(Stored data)
● ● ● ●

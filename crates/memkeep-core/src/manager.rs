//! The memory manager.
//!
//! [`MemoryManager`] is the public entry point. It owns a shared [`Core`]
//! (the arena behind one mutex, plus statistics and the optional snapshot
//! writer) and the background collector thread.
//!
//! ```text
//!   caller threads ──┐
//!   Handle<T> ───────┼──► Core { Mutex<ArenaState> } ◄── collector thread
//!   MemoryService ───┘
//! ```
//!
//! Every operation takes the lock exactly once, so each one is a single
//! atomic critical section. Snapshot files are written after the lock has
//! been released.

use std::path::PathBuf;
use std::sync::Arc;

use memkeep_common::{BlockId, ManagerConfig, MemoryError, MemoryResult};
use parking_lot::Mutex;
use tracing::{info, warn};

use crate::arena::{ArenaState, ArenaUsage, BlockInfo};
use crate::collector::{Collector, SweepResult};
use crate::compactor::CompactionResult;
use crate::snapshot::{ArenaSnapshot, SnapshotWriter};
use crate::stats::{ManagerStats, StatsSnapshot};

// =============================================================================
// Core
// =============================================================================

/// State shared by the manager, its handles and the collector thread.
#[derive(Debug)]
pub(crate) struct Core {
    state: Mutex<ArenaState>,
    stats: ManagerStats,
    snapshots: Option<SnapshotWriter>,
    dump_on_mutation: bool,
}

impl Core {
    pub(crate) fn new(config: &ManagerConfig) -> MemoryResult<Self> {
        Ok(Self {
            state: Mutex::new(ArenaState::with_capacity(config.capacity)?),
            stats: ManagerStats::new(),
            snapshots: config.dump_dir.clone().map(SnapshotWriter::new),
            dump_on_mutation: config.dump_on_mutation,
        })
    }

    pub(crate) fn create(&self, size: usize) -> MemoryResult<BlockId> {
        let (result, snapshot) = {
            let mut state = self.state.lock();
            let result = state.allocate(size);
            let snapshot = self.capture_if(&state, "create", result.is_ok());
            (result, snapshot)
        };
        self.stats.record_allocation(size, result.is_ok());
        self.persist(snapshot);
        result
    }

    pub(crate) fn write(&self, id: BlockId, data: &[u8]) -> MemoryResult<()> {
        let (result, snapshot) = {
            let mut state = self.state.lock();
            let result = state.write(id, data);
            let snapshot = self.capture_if(&state, "set", result.is_ok());
            (result, snapshot)
        };
        if result.is_ok() {
            self.stats.record_write();
        }
        self.persist(snapshot);
        result
    }

    pub(crate) fn read(&self, id: BlockId, size: usize) -> MemoryResult<Vec<u8>> {
        let result = self.state.lock().read(id, size);
        if result.is_ok() {
            self.stats.record_read();
        }
        result
    }

    pub(crate) fn increase_ref(&self, id: BlockId) -> MemoryResult<u32> {
        let (result, snapshot) = {
            let mut state = self.state.lock();
            let result = state.increase_ref(id);
            let snapshot = self.capture_if(&state, "increase_ref", result.is_ok());
            (result, snapshot)
        };
        self.persist(snapshot);
        result
    }

    pub(crate) fn decrease_ref(&self, id: BlockId) -> MemoryResult<u32> {
        let (result, snapshot) = {
            let mut state = self.state.lock();
            let result = state.decrease_ref(id);
            let snapshot = self.capture_if(&state, "decrease_ref", result.is_ok());
            (result, snapshot)
        };
        self.persist(snapshot);
        result
    }

    /// Runs one collector cycle.
    pub(crate) fn collect(&self) -> SweepResult {
        let (result, snapshot) = {
            let mut state = self.state.lock();
            let result = state.sweep();
            let snapshot = self.capture_if(&state, "collect", result.did_work());
            (result, snapshot)
        };
        self.stats.record_sweep(&result);
        self.persist(snapshot);
        result
    }

    pub(crate) fn defragment(&self) -> CompactionResult {
        let (result, snapshot) = {
            let mut state = self.state.lock();
            let result = state.compact();
            let snapshot = self.capture_if(&state, "defragment", true);
            (result, snapshot)
        };
        self.stats.record_compaction(&result);
        self.persist(snapshot);
        result
    }

    pub(crate) fn snapshot(&self, operation: &str) -> ArenaSnapshot {
        ArenaSnapshot::capture(&self.state.lock(), operation)
    }

    pub(crate) fn usage(&self) -> ArenaUsage {
        self.state.lock().usage()
    }

    pub(crate) fn live_ref_count(&self, id: BlockId) -> Option<u32> {
        self.state.lock().table().live(id).ok().map(|block| block.ref_count())
    }

    pub(crate) fn block_info(&self, id: BlockId) -> Option<BlockInfo> {
        self.state.lock().block(id).map(|block| block.info())
    }

    pub(crate) fn stats(&self) -> StatsSnapshot {
        self.stats.snapshot()
    }

    fn capture_if(
        &self,
        state: &ArenaState,
        operation: &str,
        changed: bool,
    ) -> Option<ArenaSnapshot> {
        (changed && self.dump_on_mutation && self.snapshots.is_some())
            .then(|| ArenaSnapshot::capture(state, operation))
    }

    fn persist(&self, snapshot: Option<ArenaSnapshot>) {
        let (Some(snapshot), Some(writer)) = (snapshot, &self.snapshots) else {
            return;
        };
        if let Err(e) = writer.write(&snapshot) {
            warn!(operation = %snapshot.operation, error = %e, "failed to write snapshot");
        }
    }
}

// =============================================================================
// Memory Manager
// =============================================================================

/// A fixed-capacity, reference-counted, compacting memory manager.
///
/// # Example
///
/// ```rust
/// use memkeep_common::{ManagerConfig, MemoryError};
/// use memkeep_core::MemoryManager;
///
/// let manager = MemoryManager::new(ManagerConfig::new(1024).with_collector(false)).unwrap();
/// let id = manager.create(5).unwrap();
/// manager.set(id, b"Hola\0").unwrap();
/// assert_eq!(manager.get(id, 5).unwrap(), b"Hola\0");
///
/// manager.decrease_ref_count(id);
/// manager.collect_garbage();
/// assert!(matches!(manager.get(id, 5), Err(MemoryError::InvalidBlock { .. })));
/// ```
#[derive(Debug)]
pub struct MemoryManager {
    core: Arc<Core>,
    collector: Mutex<Option<Collector>>,
    config: ManagerConfig,
}

impl MemoryManager {
    /// Creates a manager and starts its collector thread.
    ///
    /// # Errors
    ///
    /// - [`MemoryError::Config`] if the configuration is invalid
    /// - [`MemoryError::AllocationFailure`] if the arena cannot be reserved
    /// - [`MemoryError::Io`] if the collector thread cannot be spawned
    pub fn new(config: ManagerConfig) -> MemoryResult<Self> {
        config.validate()?;
        let core = Arc::new(Core::new(&config)?);

        let collector = if config.collector_enabled {
            Some(Collector::spawn(Arc::clone(&core), config.collector_interval())?)
        } else {
            None
        };

        info!(
            capacity = config.capacity,
            collector = config.collector_enabled,
            dump_dir = ?config.dump_dir,
            "memory manager started"
        );
        Ok(Self {
            core,
            collector: Mutex::new(collector),
            config,
        })
    }

    /// Creates a manager with a `capacity`-byte arena and default settings.
    ///
    /// # Errors
    ///
    /// See [`MemoryManager::new`].
    pub fn with_capacity(capacity: usize) -> MemoryResult<Self> {
        Self::new(ManagerConfig::new(capacity))
    }

    pub(crate) fn core(&self) -> &Arc<Core> {
        &self.core
    }

    /// Returns the configuration the manager was built with.
    pub fn config(&self) -> &ManagerConfig {
        &self.config
    }

    // =========================================================================
    // Block Operations
    // =========================================================================

    /// Allocates a block of `size` bytes holding one reference.
    ///
    /// # Errors
    ///
    /// Returns [`MemoryError::OutOfMemory`] if the arena has no room left.
    pub fn create(&self, size: usize) -> MemoryResult<BlockId> {
        self.core.create(size)
    }

    /// Writes `data` at the start of the block.
    ///
    /// # Errors
    ///
    /// Returns [`MemoryError::InvalidBlock`] or [`MemoryError::SizeMismatch`].
    pub fn set(&self, id: BlockId, data: &[u8]) -> MemoryResult<()> {
        self.core.write(id, data)
    }

    /// Reads the first `size` bytes of the block.
    ///
    /// # Errors
    ///
    /// Returns [`MemoryError::InvalidBlock`] or [`MemoryError::SizeMismatch`].
    pub fn get(&self, id: BlockId, size: usize) -> MemoryResult<Vec<u8>> {
        self.core.read(id, size)
    }

    /// Adds a reference. Returns the new count, or `None` (logged) if the
    /// block is unknown or reclaimed.
    pub fn increase_ref_count(&self, id: BlockId) -> Option<u32> {
        log_refcount_miss(id, "increase", self.core.increase_ref(id))
    }

    /// Drops a reference. Returns the new count, or `None` (logged) if the
    /// block is unknown or reclaimed.
    pub fn decrease_ref_count(&self, id: BlockId) -> Option<u32> {
        log_refcount_miss(id, "decrease", self.core.decrease_ref(id))
    }

    /// Returns the reference count of a live block.
    pub fn ref_count(&self, id: BlockId) -> Option<u32> {
        self.core.live_ref_count(id)
    }

    /// Returns metadata for a block still present in the table.
    pub fn block_info(&self, id: BlockId) -> Option<BlockInfo> {
        self.core.block_info(id)
    }

    // =========================================================================
    // Maintenance
    // =========================================================================

    /// Runs one collector cycle now, on the calling thread.
    pub fn collect_garbage(&self) -> SweepResult {
        self.core.collect()
    }

    /// Compacts the arena.
    pub fn defragment(&self) -> CompactionResult {
        self.core.defragment()
    }

    // =========================================================================
    // Diagnostics
    // =========================================================================

    /// Returns current arena usage.
    pub fn usage(&self) -> ArenaUsage {
        self.core.usage()
    }

    /// Returns the manager's counters.
    pub fn stats(&self) -> StatsSnapshot {
        self.core.stats()
    }

    /// Takes a metadata snapshot tagged with `operation`.
    pub fn snapshot(&self, operation: &str) -> ArenaSnapshot {
        self.core.snapshot(operation)
    }

    /// Takes a snapshot and writes it to the configured dump directory.
    ///
    /// # Errors
    ///
    /// - [`MemoryError::Config`] if no dump directory is configured
    /// - [`MemoryError::Io`] if the file cannot be written
    pub fn dump(&self, operation: &str) -> MemoryResult<PathBuf> {
        let writer = self
            .core
            .snapshots
            .as_ref()
            .ok_or_else(|| MemoryError::config("no dump directory configured"))?;
        let snapshot = self.core.snapshot(operation);
        writer.write(&snapshot)
    }

    // =========================================================================
    // Lifecycle
    // =========================================================================

    /// Returns true while the background collector is running.
    pub fn is_collector_running(&self) -> bool {
        self.collector
            .lock()
            .as_ref()
            .is_some_and(Collector::is_running)
    }

    /// Stops the collector and waits for its thread to exit.
    ///
    /// Idempotent. Block operations keep working afterwards; only the
    /// automatic reclamation stops.
    pub fn shutdown(&self) {
        let collector = self.collector.lock().take();
        if let Some(mut collector) = collector {
            collector.stop();
            info!("memory manager shut down");
        }
    }
}

impl Drop for MemoryManager {
    fn drop(&mut self) {
        self.shutdown();
    }
}

fn log_refcount_miss(id: BlockId, action: &str, result: MemoryResult<u32>) -> Option<u32> {
    match result {
        Ok(count) => Some(count),
        Err(e) => {
            warn!(%id, action, error = %e, "reference count change ignored");
            None
        }
    }
}
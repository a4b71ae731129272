//! End-to-end tests for the TCP facade.

use std::sync::Arc;
use std::time::{Duration, Instant};

use bytes::{BufMut, BytesMut};
use memkeep_common::{BlockId, ErrorCode, ManagerConfig};
use memkeep_core::MemoryManager;
use memkeep_server::protocol::frame::{self, FRAME_MAGIC};
use memkeep_server::{MemoryClient, MemoryServer, MemoryService, ProtocolError, Response};
use tokio::io::{AsyncReadExt, AsyncWriteExt};
use tokio::net::TcpStream;
use tokio::sync::oneshot;
use tokio::task::JoinHandle;

struct TestServer {
    addr: std::net::SocketAddr,
    manager: Arc<MemoryManager>,
    stop: Option<oneshot::Sender<()>>,
    task: JoinHandle<()>,
}

impl TestServer {
    async fn start(config: ManagerConfig) -> Self {
        let manager = Arc::new(MemoryManager::new(config).unwrap());
        let server = MemoryServer::bind("127.0.0.1:0", MemoryService::new(Arc::clone(&manager)))
            .await
            .unwrap();
        let addr = server.local_addr();

        let (stop, stopped) = oneshot::channel::<()>();
        let task = tokio::spawn(async move {
            server
                .serve_until(async {
                    let _ = stopped.await;
                })
                .await
                .unwrap();
        });

        Self {
            addr,
            manager,
            stop: Some(stop),
            task,
        }
    }

    async fn stop(mut self) {
        if let Some(stop) = self.stop.take() {
            let _ = stop.send(());
        }
        tokio::time::timeout(Duration::from_secs(5), &mut self.task)
            .await
            .expect("server did not stop")
            .unwrap();
        self.manager.shutdown();
    }
}

fn manual(capacity: usize) -> ManagerConfig {
    ManagerConfig::new(capacity).with_collector(false)
}

#[tokio::test]
async fn test_remote_scenario() {
    let server = TestServer::start(
        ManagerConfig::new(1024).with_collector_interval(Duration::from_millis(20)),
    )
    .await;
    let mut client = MemoryClient::connect(server.addr).await.unwrap();

    let first = client.create(50).await.unwrap();
    let second = client.create(100).await.unwrap();
    assert_eq!((first, second), (BlockId::new(1), BlockId::new(2)));

    let payload: Vec<u8> = (0..100).rev().collect();
    client.set(second, &payload).await.unwrap();
    client.set(first, b"Hola\0").await.unwrap();
    assert_eq!(client.get(first, 5).await.unwrap(), b"Hola\0");

    client.decrease_ref_count(first).await.unwrap();
    let deadline = Instant::now() + Duration::from_secs(5);
    loop {
        match client.get(first, 5).await {
            Err(e) if e.remote_code() == Some(ErrorCode::InvalidBlock) => break,
            Ok(_) if Instant::now() < deadline => {
                tokio::time::sleep(Duration::from_millis(10)).await;
            }
            other => panic!("block was not reclaimed: {other:?}"),
        }
    }

    client.defragment().await.unwrap();
    assert_eq!(server.manager.block_info(second).unwrap().offset, 0);
    assert_eq!(client.get(second, 100).await.unwrap(), payload);

    let stats = client.stats().await.unwrap();
    assert_eq!(stats.usage.used, 100);
    assert_eq!(stats.counters.compactions, 1);

    server.stop().await;
}

#[tokio::test]
async fn test_remote_errors() {
    let server = TestServer::start(manual(64)).await;
    let mut client = MemoryClient::connect(server.addr).await.unwrap();

    let err = client.create(65).await.unwrap_err();
    assert_eq!(err.remote_code(), Some(ErrorCode::OutOfMemory));

    let id = client.create(4).await.unwrap();
    let err = client.set(id, &[0; 5]).await.unwrap_err();
    assert_eq!(err.remote_code(), Some(ErrorCode::SizeMismatch));
    let err = client.get(id, 8).await.unwrap_err();
    assert_eq!(err.remote_code(), Some(ErrorCode::SizeMismatch));

    let err = client.get(BlockId::new(99), 1).await.unwrap_err();
    assert!(matches!(err, ProtocolError::Remote { code: ErrorCode::InvalidBlock, .. }));

    // Reference count changes on unknown ids are silently ignored
    client.increase_ref_count(BlockId::new(99)).await.unwrap();
    client.decrease_ref_count(BlockId::new(99)).await.unwrap();

    server.stop().await;
}

#[tokio::test]
async fn test_oversized_read_keeps_connection() {
    const BLOCK: usize = 20 * 1024 * 1024;

    let server = TestServer::start(manual(64 * 1024 * 1024)).await;
    let mut client = MemoryClient::connect(server.addr).await.unwrap();

    let id = client.create(BLOCK).await.unwrap();
    let err = client.get(id, BLOCK).await.unwrap_err();
    assert_eq!(err.remote_code(), Some(ErrorCode::ResponseTooLarge));

    // The same connection keeps working
    let stats = client.stats().await.unwrap();
    assert_eq!(stats.usage.used, BLOCK);
    client.set(id, b"tail").await.unwrap();
    assert_eq!(client.get(id, 4).await.unwrap(), b"tail");

    server.stop().await;
}

#[tokio::test]
async fn test_concurrent_clients() {
    let server = TestServer::start(manual(64 * 1024)).await;

    let tasks: Vec<_> = (0..8u8)
        .map(|n| {
            let addr = server.addr;
            tokio::spawn(async move {
                let mut client = MemoryClient::connect(addr).await.unwrap();
                let mut ids = Vec::new();
                for _ in 0..20 {
                    let id = client.create(16).await.unwrap();
                    client.set(id, &[n; 16]).await.unwrap();
                    ids.push(id);
                }
                for id in &ids {
                    assert_eq!(client.get(*id, 16).await.unwrap(), vec![n; 16]);
                }
                ids.len()
            })
        })
        .collect();

    let mut total = 0;
    for task in tasks {
        total += task.await.unwrap();
    }
    assert_eq!(total, 160);
    assert_eq!(server.manager.usage().used, 160 * 16);

    server.stop().await;
}

#[tokio::test]
async fn test_malformed_frame_is_rejected() {
    let server = TestServer::start(manual(64)).await;
    let mut stream = TcpStream::connect(server.addr).await.unwrap();

    let mut bogus = BytesMut::new();
    bogus.put_u32(FRAME_MAGIC);
    bogus.put_u32(3);
    bogus.put_slice(&[0xFF, 0xFF, 0xFF]);
    stream.write_all(&bogus).await.unwrap();

    let mut reply = Vec::new();
    tokio::time::timeout(Duration::from_secs(5), stream.read_to_end(&mut reply))
        .await
        .expect("server kept the connection open")
        .unwrap();

    let response: Response = frame::decode(reply.into()).unwrap();
    let Response::Error { code, .. } = response else {
        panic!("expected an error response, got {response:?}");
    };
    assert_eq!(ErrorCode::from_u16(code), ErrorCode::BadRequest);

    // The server keeps serving other connections
    let mut client = MemoryClient::connect(server.addr).await.unwrap();
    client.create(1).await.unwrap();

    server.stop().await;
}
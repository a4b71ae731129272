//! TCP server for the memory service.
//!
//! One task accepts connections; each connection gets its own task that
//! reads frames, dispatches them to the shared [`MemoryService`] and writes
//! one response frame per request. Dispatch runs on the blocking pool, as
//! it takes the manager lock and may write snapshot files.
//!
//! A malformed frame is answered with a `BadRequest` error and the
//! connection is closed, since the stream can no longer be trusted to be
//! aligned on frame boundaries. A response too large to frame is replaced
//! by a `ResponseTooLarge` error and the connection stays open.

use std::future::Future;
use std::net::SocketAddr;

use bytes::{Bytes, BytesMut};
use memkeep_common::ErrorCode;
use tokio::io::{AsyncReadExt, AsyncWriteExt};
use tokio::net::{TcpListener, TcpStream, ToSocketAddrs};
use tracing::{debug, error, info, warn};

use crate::error::{ProtocolError, ProtocolResult};
use crate::protocol::{frame, Request, Response};
use crate::service::{bad_request, error_response, MemoryService};

/// Serves a [`MemoryService`] over TCP.
#[derive(Debug)]
pub struct MemoryServer {
    service: MemoryService,
    listener: TcpListener,
    local_addr: SocketAddr,
}

impl MemoryServer {
    /// Binds a listener for `service`.
    pub async fn bind(addr: impl ToSocketAddrs, service: MemoryService) -> ProtocolResult<Self> {
        let listener = TcpListener::bind(addr).await?;
        let local_addr = listener.local_addr()?;
        Ok(Self {
            service,
            listener,
            local_addr,
        })
    }

    /// Returns the address the server is listening on.
    pub fn local_addr(&self) -> SocketAddr {
        self.local_addr
    }

    /// Serves until the process exits.
    pub async fn serve(self) -> ProtocolResult<()> {
        self.serve_until(std::future::pending()).await
    }

    /// Serves until `shutdown` completes, then stops accepting connections.
    pub async fn serve_until(self, shutdown: impl Future<Output = ()>) -> ProtocolResult<()> {
        info!("memory service listening on {}", self.local_addr);
        tokio::pin!(shutdown);

        loop {
            tokio::select! {
                result = self.listener.accept() => {
                    match result {
                        Ok((stream, peer)) => {
                            debug!("accepted connection from {}", peer);
                            let service = self.service.clone();
                            tokio::spawn(async move {
                                if let Err(e) = handle_connection(stream, service).await {
                                    warn!("connection {} closed with error: {}", peer, e);
                                }
                            });
                        }
                        Err(e) => {
                            error!("accept error: {}", e);
                        }
                    }
                }
                () = &mut shutdown => {
                    info!("memory service shutting down");
                    return Ok(());
                }
            }
        }
    }
}

async fn handle_connection(mut stream: TcpStream, service: MemoryService) -> ProtocolResult<()> {
    let mut buf = BytesMut::with_capacity(4096);

    loop {
        let n = stream.read_buf(&mut buf).await?;
        if n == 0 {
            return Ok(());
        }

        loop {
            let size = match frame::frame_size(&buf) {
                Ok(Some(size)) => size,
                Ok(None) => break,
                Err(e) => return reject(&mut stream, e).await,
            };
            let request: Request = match frame::decode(buf.split_to(size).freeze()) {
                Ok(request) => request,
                Err(e) => return reject(&mut stream, e).await,
            };

            let handler = service.clone();
            let response = tokio::task::spawn_blocking(move || handler.handle(request))
                .await
                .unwrap_or_else(|e| {
                    error_response(ErrorCode::Unknown, format!("request handler failed: {e}"))
                });
            stream.write_all(&encode_response(&response)?).await?;
        }
    }
}

/// Encodes `response`, answering with an error frame if it cannot be framed.
fn encode_response(response: &Response) -> ProtocolResult<Bytes> {
    match frame::encode(response) {
        Ok(bytes) => Ok(bytes),
        Err(e) => {
            warn!("response could not be framed: {}", e);
            let code = match &e {
                ProtocolError::FrameTooLarge { .. } => ErrorCode::ResponseTooLarge,
                _ => ErrorCode::Unknown,
            };
            frame::encode(&error_response(code, e.to_string()))
        }
    }
}

async fn reject(stream: &mut TcpStream, cause: ProtocolError) -> ProtocolResult<()> {
    let response = bad_request(cause.to_string());
    stream.write_all(&frame::encode(&response)?).await?;
    stream.shutdown().await?;
    Err(cause)
}
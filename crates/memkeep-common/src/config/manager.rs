//! Memory manager configuration.

use std::path::PathBuf;
use std::time::Duration;

use serde::{Deserialize, Serialize};

use crate::constants::{
    BYTES_PER_MB, DEFAULT_ARENA_CAPACITY, DEFAULT_COLLECTOR_INTERVAL_MS, MAX_ARENA_CAPACITY,
};
use crate::error::{MemoryError, MemoryResult};

/// Configuration accepted by the memory manager.
#[derive(Debug, Clone, PartialEq, Eq, Serialize, Deserialize)]
pub struct ManagerConfig {
    /// Total arena capacity in bytes.
    #[serde(default = "default_capacity")]
    pub capacity: usize,

    /// Wake interval of the background collector, in milliseconds.
    #[serde(default = "default_collector_interval_ms")]
    pub collector_interval_ms: u64,

    /// Whether to run the background collector at all.
    ///
    /// With the collector disabled, zero-refcount blocks are only reclaimed
    /// by explicit `collect_garbage` calls.
    #[serde(default = "default_true")]
    pub collector_enabled: bool,

    /// Directory that receives diagnostic snapshots.
    #[serde(default)]
    pub dump_dir: Option<PathBuf>,

    /// Write a snapshot after every mutating operation.
    #[serde(default)]
    pub dump_on_mutation: bool,
}

fn default_capacity() -> usize {
    DEFAULT_ARENA_CAPACITY
}

fn default_collector_interval_ms() -> u64 {
    DEFAULT_COLLECTOR_INTERVAL_MS
}

fn default_true() -> bool {
    true
}

impl Default for ManagerConfig {
    fn default() -> Self {
        Self {
            capacity: default_capacity(),
            collector_interval_ms: default_collector_interval_ms(),
            collector_enabled: true,
            dump_dir: None,
            dump_on_mutation: false,
        }
    }
}

impl ManagerConfig {
    /// Creates a configuration for an arena of `capacity` bytes.
    #[must_use]
    pub fn new(capacity: usize) -> Self {
        Self {
            capacity,
            ..Self::default()
        }
    }

    /// Creates a configuration for an arena of `megabytes` MB.
    #[must_use]
    pub fn from_megabytes(megabytes: usize) -> Self {
        Self::new(megabytes.saturating_mul(BYTES_PER_MB))
    }

    /// Sets the collector wake interval.
    #[must_use]
    pub fn with_collector_interval(mut self, interval: Duration) -> Self {
        self.collector_interval_ms = u64::try_from(interval.as_millis()).unwrap_or(u64::MAX);
        self
    }

    /// Enables or disables the background collector.
    #[must_use]
    pub fn with_collector(mut self, enabled: bool) -> Self {
        self.collector_enabled = enabled;
        self
    }

    /// Sets the snapshot directory.
    #[must_use]
    pub fn with_dump_dir(mut self, dir: impl Into<PathBuf>) -> Self {
        self.dump_dir = Some(dir.into());
        self
    }

    /// Enables or disables a snapshot after every mutating operation.
    #[must_use]
    pub fn with_dump_on_mutation(mut self, enabled: bool) -> Self {
        self.dump_on_mutation = enabled;
        self
    }

    /// Returns the collector wake interval.
    #[must_use]
    pub fn collector_interval(&self) -> Duration {
        Duration::from_millis(self.collector_interval_ms)
    }

    /// Validates the configuration.
    ///
    /// # Errors
    ///
    /// Returns [`MemoryError::Config`] describing the first invalid field.
    pub fn validate(&self) -> MemoryResult<()> {
        if self.capacity == 0 {
            return Err(MemoryError::config("capacity must be > 0"));
        }
        if self.capacity > MAX_ARENA_CAPACITY {
            return Err(MemoryError::config(format!(
                "capacity {} exceeds maximum {MAX_ARENA_CAPACITY}",
                self.capacity
            )));
        }
        if self.collector_interval_ms == 0 {
            return Err(MemoryError::config("collector_interval_ms must be > 0"));
        }
        if self.dump_on_mutation && self.dump_dir.is_none() {
            return Err(MemoryError::config(
                "dump_on_mutation requires dump_dir to be set",
            ));
        }
        Ok(())
    }
}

● ● ● ●

TASK REQUIREMENTS
Take every line from the data that includes the word "tail".

RESULT OF THE EXERCISE
    client.set(id, b"tail").await.unwrap();
    assert_eq!(client.get(id, 4).await.unwrap(), b"tail");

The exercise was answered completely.